Two weeks ago, I had the great pleasure of visiting Medellin, Colombia to present at the Latin American and Caribbean Network Operators Group (LACNOG) portion of LACNIC 19. Medellin is a vibrant place, recently recognized as the world’s most innovative city by the Urban Land Institute due to the city’s investments in public infrastructure and civic spaces.
Perhaps equally innovative is Colombia’s Internexa, which in recent years has been building the region’s first international terrestrial telecommunications network. Meanwhile, another remarkable regional story is the exponential growth of the domestic Internet in Brazil — especially when contrasted with the stagnation in Mexico. While government initiatives in Brazil, the region’s largest economy, were able to foster much of its recent growth, the current regulatory overhaul in Mexico hopes to achieve something similar in the region’s second largest economy.
Internet Growth in Latin America
In the presentation, I discussed where we did and did not see Internet growth (crecimiento in Spanish) in the Latin American region. To measure growth, I borrowed a metric, domestic ASN growth, from my colleague Jim Cowie’s recent presentation on the growth of the Internet of the Middle East at MENOG 12 in Dubai.
For each country, we counted up the number of domestic Autonomous Systems (ASNs), where an ASN is considered domestic in a country when at least 70% of its customer base is in that country. Of course, ASNs can vary dramatically in size, from large companies to small non-profits. But regardless of size, our metric accurately captures the “number of Internet players” in a country. It is the relative change in this count over time that is most informative, as shown in the following table for a subset of Latin American countries:
Our data illustrates very robust growth in Brazil, Argentina and Costa Rica since January 2010. During this period, Brazil grew by 340% and now exceeds the size of the rest of the region combined. By this metric, Brazil adds the equivalent of two Mexicos to its domestic Internet each year.

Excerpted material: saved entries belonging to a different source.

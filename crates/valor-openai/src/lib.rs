//! valor-openai
//!
//! Upstream client for an OpenAI-compatible chat, speech and model API.
//! Everything the relay cannot do itself (language, vision, speech) goes
//! through the [`provider::ChatProvider`] seam defined here.

pub mod client;
pub mod config;
pub mod error;
pub mod provider;
pub mod wire;
//! valor-core
//!
//! Pure domain types for the Valor chat relay: roles, messages, sessions
//! and image attachments. No network or filesystem dependency.

pub mod error;
pub mod models;
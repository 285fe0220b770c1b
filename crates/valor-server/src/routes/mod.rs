pub mod analyze;
pub mod api_key;
pub mod chat;
pub mod conversation;
pub mod gcode;
pub mod health;
pub mod page;
pub mod speak;
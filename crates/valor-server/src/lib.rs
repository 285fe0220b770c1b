//! valor-server
//!
//! HTTP surface of the Valor chat relay: request validation, session
//! bookkeeping around each upstream call, and the browser chat page.

use axum::Router;
use axum::extract::DefaultBodyLimit;
use axum::middleware as axum_mw;
use axum::routing::{get, post};
use tower_http::cors::{Any, CorsLayer};

pub mod config;
pub mod error;
pub mod extract;
pub mod middleware;
pub mod page;
pub mod routes;
pub mod state;

use state::AppState;

/// Uploads larger than this are rejected before reaching a handler.
pub const MAX_BODY_BYTES: usize = 10 * 1024 * 1024;

/// Build the application router over `state`.
pub fn router(state: AppState) -> Router {
    let cors = CorsLayer::new()
        .allow_origin(Any)
        .allow_methods(Any)
        .allow_headers(Any);

    Router::new()
        .route("/", get(routes::page::index))
        .route("/health", get(routes::health::health_check))
        .route("/api/chat", post(routes::chat::chat))
        .route("/api/ask", post(routes::chat::chat))
        .route(
            "/api/conversation/{user_id}",
            get(routes::conversation::get_conversation),
        )
        .route(
            "/api/conversation/{user_id}/clear",
            post(routes::conversation::clear_conversation),
        )
        .route("/api/speak", post(routes::speak::speak))
        .route("/api/analyze-image", post(routes::analyze::analyze_image))
        .route("/api/gcode", post(routes::gcode::generate_gcode))
        .route("/api/check-api-key", get(routes::api_key::check_api_key))
        .layer(DefaultBodyLimit::max(MAX_BODY_BYTES))
        .layer(axum_mw::from_fn(middleware::request_log::request_log))
        .layer(cors)
        .with_state(state)
}
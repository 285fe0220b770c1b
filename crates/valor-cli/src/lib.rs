pub mod client;
pub mod command;
pub mod image;
pub mod message;
pub mod session;
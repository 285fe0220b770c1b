use std::sync::Arc;

use tokio::net::TcpListener;
use tracing::{info, warn};
use tracing_subscriber::EnvFilter;

use valor_openai::client::OpenAiProvider;
use valor_openai::provider::ChatProvider;
use valor_server::config::ServerConfig;
use valor_server::page;
use valor_server::state::AppState;
use valor_storage::flush::{flush_now, restore_from, spawn_flush_task};
use valor_storage::snapshot::{JsonFileSnapshotStore, NoopSnapshotStore, SnapshotStore};
use valor_storage::store::{MemorySessionStore, SessionStore};

#[tokio::main]
async fn main() -> eyre::Result<()> {
    let config = ServerConfig::from_env()?;
    init_tracing(config.log_json);

    let provider = OpenAiProvider::new(config.provider.clone())?;
    if !provider.is_configured() {
        warn!("OPENAI_API_KEY is not set; AI requests will fail until it is configured");
    }

    let sessions: Arc<dyn SessionStore> = Arc::new(MemorySessionStore::new(
        config.system_prompt.clone(),
        config.session_capacity,
    )?);

    let snapshots: Arc<dyn SnapshotStore> = match &config.snapshot_path {
        Some(path) => Arc::new(JsonFileSnapshotStore::new(path)),
        None => Arc::new(NoopSnapshotStore),
    };

    // An unreadable snapshot is set aside by `restore_from`. Any other
    // failure leaves the file in place, so saving over it is disabled.
    let persist = match restore_from(sessions.as_ref(), snapshots.as_ref()).await {
        Ok(_) => config.snapshot_path.is_some(),
        Err(e) => {
            warn!(
                error = %e,
                "could not restore session snapshot; starting empty with snapshots disabled"
            );
            false
        }
    };

    let flush_task = match &config.snapshot_path {
        Some(path) if persist => {
            info!(
                path = %path.display(),
                interval_secs = config.flush_interval.as_secs(),
                "session snapshots enabled"
            );
            Some(spawn_flush_task(
                Arc::clone(&sessions),
                Arc::clone(&snapshots),
                config.flush_interval,
            ))
        }
        _ => None,
    };

    let page = page::render_index(&config.assistant_name, &config.tagline)?;

    let state = AppState {
        sessions: Arc::clone(&sessions),
        provider: Arc::new(provider),
        system_prompt: config.system_prompt.as_str().into(),
        page: page.into(),
    };

    let listener = TcpListener::bind(config.listen_addr()).await?;
    info!(
        addr = %listener.local_addr()?,
        model = %config.provider.model,
        "{} server listening",
        config.assistant_name
    );

    axum::serve(listener, valor_server::router(state))
        .with_graceful_shutdown(shutdown_signal())
        .await?;

    if let Some(task) = flush_task {
        task.shutdown().await;
        match flush_now(sessions.as_ref(), snapshots.as_ref()).await {
            Ok(count) => info!(sessions = count, "final session snapshot written"),
            Err(e) => warn!(error = %e, "final session snapshot failed"),
        }
    }

    info!("server stopped");
    Ok(())
}

fn init_tracing(json: bool) {
    let filter =
        EnvFilter::try_from_default_env().unwrap_or_else(|_| EnvFilter::new("info"));

    if json {
        tracing_subscriber::fmt().with_env_filter(filter).json().init();
    } else {
        tracing_subscriber::fmt().with_env_filter(filter).init();
    }
}

async fn shutdown_signal() {
    let ctrl_c = async {
        if let Err(e) = tokio::signal::ctrl_c().await {
            warn!(error = %e, "failed to listen for ctrl-c");
            std::future::pending::<()>().await;
        }
    };

    #[cfg(unix)]
    let terminate = async {
        match tokio::signal::unix::signal(tokio::signal::unix::SignalKind::terminate()) {
            Ok(mut signal) => {
                signal.recv().await;
            }
            Err(e) => {
                warn!(error = %e, "failed to listen for SIGTERM");
                std::future::pending::<()>().await;
            }
        }
    };

    #[cfg(not(unix))]
    let terminate = std::future::pending::<()>();

    tokio::select! {
        () = ctrl_c => {},
        () = terminate => {},
    }

    info!("shutdown signal received");
}
use async_trait::async_trait;
use valor_core::models::image::ImageAttachment;
use valor_core::models::message::Message;

use crate::error::UpstreamError;

/// The external model provider, seen from the relay.
#[async_trait]
pub trait ChatProvider: Send + Sync {
    /// Send `transcript` and return the assistant's reply text.
    ///
    /// When `image` is given it is attached to the most recent user message.
    async fn complete(
        &self,
        transcript: &[Message],
        image: Option<&ImageAttachment>,
    ) -> Result<String, UpstreamError>;

    /// Turn `text` into `audio/mpeg` bytes.
    async fn synthesize_speech(&self, text: &str) -> Result<Vec<u8>, UpstreamError>;

    /// Cheap authenticated call used to check that the credential works.
    async fn probe(&self) -> Result<(), UpstreamError>;

    fn is_configured(&self) -> bool;
}
//! Static file serving module
//!
//! Serves files from the configured public directory ahead of the route
//! table. A miss returns `None` so the router falls through to the routes.

use std::path::{Path, PathBuf};

use hyper::body::Bytes;
use tokio::fs;

use crate::config::StaticFilesConfig;
use crate::handler::router::RequestContext;
use crate::http::{self, cache, mime, HttpResponse};
use crate::logger;

/// Outcome of mapping a request path onto the static directory
#[derive(Debug, PartialEq, Eq)]
pub enum Resolved {
    File(PathBuf),
    /// Directory named without a trailing slash
    Directory,
}

/// Serve `ctx.path` from the static directory, if such a file exists
pub async fn serve(ctx: &RequestContext<'_>, cfg: &StaticFilesConfig) -> Option<HttpResponse> {
    let file_path = match resolve_path(&cfg.dir, ctx.path, &cfg.index_files).await? {
        Resolved::File(path) => path,
        Resolved::Directory => {
            return Some(http::build_redirect_response(
                &directory_location(ctx),
                ctx.is_head,
            ));
        }
    };

    let content = match fs::read(&file_path).await {
        Ok(c) => c,
        Err(e) => {
            logger::log_error(&format!(
                "Failed to read file '{}': {e}",
                file_path.display()
            ));
            return None;
        }
    };

    let etag = cache::generate_etag(&content);
    if cache::check_etag_match(ctx.if_none_match, &etag) {
        return Some(http::build_304_response(&etag));
    }

    Some(http::build_file_response(
        Bytes::from(content),
        mime::content_type_for(&file_path),
        &etag,
        ctx.is_head,
    ))
}

/// `path/` with the original query string kept
fn directory_location(ctx: &RequestContext<'_>) -> String {
    let query = ctx
        .original_url
        .find('?')
        .map_or("", |i| &ctx.original_url[i..]);
    format!("{}/{query}", ctx.path)
}

/// Map a request path to a readable file inside `static_dir`
///
/// The path is percent-decoded first. Dotfiles are hidden, `..` and NUL
/// segments are refused, directories resolve to their first index file and
/// anything whose canonical path escapes `static_dir` is refused.
pub async fn resolve_path(
    static_dir: &str,
    request_path: &str,
    index_files: &[String],
) -> Option<Resolved> {
    let decoded = urlencoding::decode(request_path).ok()?;
    let relative = decoded.trim_start_matches('/');
    if relative.split('/').any(|segment| {
        segment.starts_with('.') || segment.contains('\\') || segment.contains('\0')
    }) {
        return None;
    }

    // Missing directory is reported once at startup
    let static_dir_canonical = match fs::canonicalize(static_dir).await {
        Ok(p) => p,
        Err(e) => {
            tracing::debug!("Static directory '{static_dir}' unavailable: {e}");
            return None;
        }
    };

    let mut file_path = static_dir_canonical.join(relative);
    if is_dir(&file_path).await {
        if !decoded.ends_with('/') {
            ensure_inside(&file_path, &static_dir_canonical, request_path).await?;
            return Some(Resolved::Directory);
        }
        file_path = find_index(&file_path, index_files).await?;
    } else if decoded.ends_with('/') {
        return None;
    }

    // File not found is common (404), no need to log at warning level
    let canonical = ensure_inside(&file_path, &static_dir_canonical, request_path).await?;
    let metadata = fs::metadata(&canonical).await.ok()?;
    metadata.is_file().then_some(Resolved::File(canonical))
}

async fn ensure_inside(path: &Path, root: &Path, request_path: &str) -> Option<PathBuf> {
    let canonical = fs::canonicalize(path).await.ok()?;
    if canonical.starts_with(root) {
        Some(canonical)
    } else {
        logger::log_warning(&format!(
            "Path traversal attempt blocked: {request_path} -> {}",
            canonical.display()
        ));
        None
    }
}

/// Warn once when static serving is enabled but its directory is missing
pub fn check_static_dir(cfg: &StaticFilesConfig) {
    if cfg.enabled && !Path::new(&cfg.dir).is_dir() {
        logger::log_warning(&format!(
            "Static directory '{}' not found; static files will not be served",
            cfg.dir
        ));
    }
}

async fn is_dir(path: &Path) -> bool {
    fs::metadata(path).await.is_ok_and(|m| m.is_dir())
}

async fn find_index(dir: &Path, index_files: &[String]) -> Option<PathBuf> {
    for index_file in index_files {
        let candidate = dir.join(index_file);
        if fs::metadata(&candidate).await.is_ok_and(|m| m.is_file()) {
            return Some(candidate);
        }
    }
    None
}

Dramatic growth of the Internet in Costa Rica is a result of the telecommunications regulatory reform of 2008. The reform was a requirement of the CAFTA-DR trade agreement, which mandated that the government of Costa Rica end the monopoly of ICE, set up a telecoms regulator Sutel, and allow new competition. Although Costa Rica was one of the smaller countries in our analysis, it had the largest relative growth in the region. New players in Costa Rica include new telecommunications providers as well as new enterprises operating in the country.

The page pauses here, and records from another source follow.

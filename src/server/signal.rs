// Signal handling module
//
// - SIGTERM: graceful shutdown
// - SIGINT:  graceful shutdown (Ctrl+C)

use crate::logger;

/// Resolve once the process is asked to stop
#[cfg(unix)]
pub async fn shutdown_signal() {
    use tokio::signal::unix::{signal, SignalKind};

    let mut sigterm = match signal(SignalKind::terminate()) {
        Ok(s) => s,
        Err(e) => {
            logger::log_error(&format!("Failed to register SIGTERM handler: {e}"));
            return wait_for_ctrl_c().await;
        }
    };

    tokio::select! {
        _ = sigterm.recv() => tracing::info!("SIGTERM received, shutting down"),
        () = wait_for_ctrl_c() => {}
    }
}

/// Windows fallback - only handles Ctrl+C
#[cfg(not(unix))]
pub async fn shutdown_signal() {
    wait_for_ctrl_c().await;
}

async fn wait_for_ctrl_c() {
    match tokio::signal::ctrl_c().await {
        Ok(()) => tracing::info!("SIGINT received, shutting down"),
        Err(e) => {
            logger::log_error(&format!("Failed to listen for Ctrl+C: {e}"));
            // Without a signal source keep serving until killed
            std::future::pending::<()>().await;
        }
    }
}
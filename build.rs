/// Expose the compiler version as `RUSTC_VERSION` at build time.
///
/// `/api/info` reports it as the runtime version of the server.
fn main() {
    let rustc = std::env::var("RUSTC").unwrap_or_else(|_| "rustc".to_string());
    let version = std::process::Command::new(rustc)
        .arg("--version")
        .output()
        .ok()
        .and_then(|out| String::from_utf8(out.stdout).ok())
        .map_or_else(|| "rustc unknown".to_string(), |v| v.trim().to_string());

    println!("cargo:rustc-env=RUSTC_VERSION={version}");
    println!("cargo:rerun-if-changed=build.rs");
}
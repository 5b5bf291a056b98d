//! MIME type detection module
//!
//! Maps a static file's extension to its Content-Type.

use std::path::Path;

/// Get MIME Content-Type based on file extension
pub fn get_content_type(extension: Option<&str>) -> &'static str {
    let Some(ext) = extension else {
        return "application/octet-stream";
    };

    match ext.to_ascii_lowercase().as_str() {
        "html" | "htm" => "text/html; charset=utf-8",
        "css" => "text/css; charset=utf-8",
        "txt" | "md" => "text/plain; charset=utf-8",
        "xml" => "application/xml",
        "js" | "mjs" => "text/javascript; charset=utf-8",
        "json" | "map" => "application/json",
        "webmanifest" => "application/manifest+json",
        "wasm" => "application/wasm",
        "png" => "image/png",
        "jpg" | "jpeg" => "image/jpeg",
        "gif" => "image/gif",
        "svg" => "image/svg+xml",
        "ico" => "image/x-icon",
        "webp" => "image/webp",
        "woff" => "font/woff",
        "woff2" => "font/woff2",
        "ttf" => "font/ttf",
        "pdf" => "application/pdf",
        _ => "application/octet-stream",
    }
}

/// Content-Type for a path on disk
pub fn content_type_for(path: &Path) -> &'static str {
    get_content_type(path.extension().and_then(|e| e.to_str()))
}
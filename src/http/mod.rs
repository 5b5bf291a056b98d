//! HTTP protocol layer module
//!
//! Response builders, cache validation and MIME detection, kept apart from
//! the route handlers that use them.

pub mod cache;
pub mod mime;
pub mod response;

// Re-export commonly used items
pub use response::{
    build_304_response, build_file_response, build_json_response, build_json_response_lossy,
    build_redirect_response, HttpResponse,
};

Brazil’s tremendous growth has been a result of a national program of infrastructure investment and government incentives, which was described at LACNIC 19 by Artur Coimbra of the Brazilian Ministry of Communications. In addition to upgrading and expanding the domestic backbone of Telebras, Brazil has established 22 municipal Internet exchange points called PTTs (Pontos de Troca de Tráfego) to facilitate domestic exchange of Internet traffic. In his presentation, Wardner Maia, President of the Association of Brazilian Internet Providers (ABRINT) discussed the recent explosion of small regional Internet service providers serving parts of Brazil that hadn’t previously had access to the Internet. On average, he said, the Brazilian government was issuing over 700 licenses per year to these new providers, 78% percent of which are considered small companies. When we compared our data, it was clear that the growth of domestic ASNs matched the growth in licensing that his organization was witnessing.
We’re not the only ones witnessing Brazil’s growth. In their most recent State of the Internet report, content provider Akamai noted the largest year-to-year increase in unique IP addresses reaching their servers was from Brazil (a 33% increase).
|Like Brazil, Argentina’s growth was due to infrastructure development. A relatively competitive market like Brazil, Argentina also had a program of developing regional IXPs to foster domestic connectivity. Argentina’s CABASE program has established 10 municipal IXPs and is facilitating the growth we’re seeing in that country.This growth has vaulted Argentina past Mexico in the number of players in the domestic Internet. Argentina has the third largest economy in Latin America, behind Mexico and Brazil.|
On the other end of the spectrum is Mexico, where we have observed negligible growth in its domestic Internet.
One of the least competitive markets in Latin America, Mexico is dominated by its incumbent Telmex. Last year, the OECD concluded that, “inefficient telecommunication markets impose a significant cost on the Mexican economy and the welfare of its population” to the tune of US$129Bn per year or 1.8% of the GDP of Mexico.
The lack of competition is such a major problem that newly elected Mexican President Enrique Peña Nieto has made telecom reform one of the key features of his Pacto por México. Among other measures, the legislation would cap market share at 50% and remove the limit on foreign ownership of telecommunications companies. Once instituted, the market share cap may require the break-up of Telmex and pit Peña Nieto against Telmex’s owner and CEO, billionaire Carlos Slim, the richest man in the world.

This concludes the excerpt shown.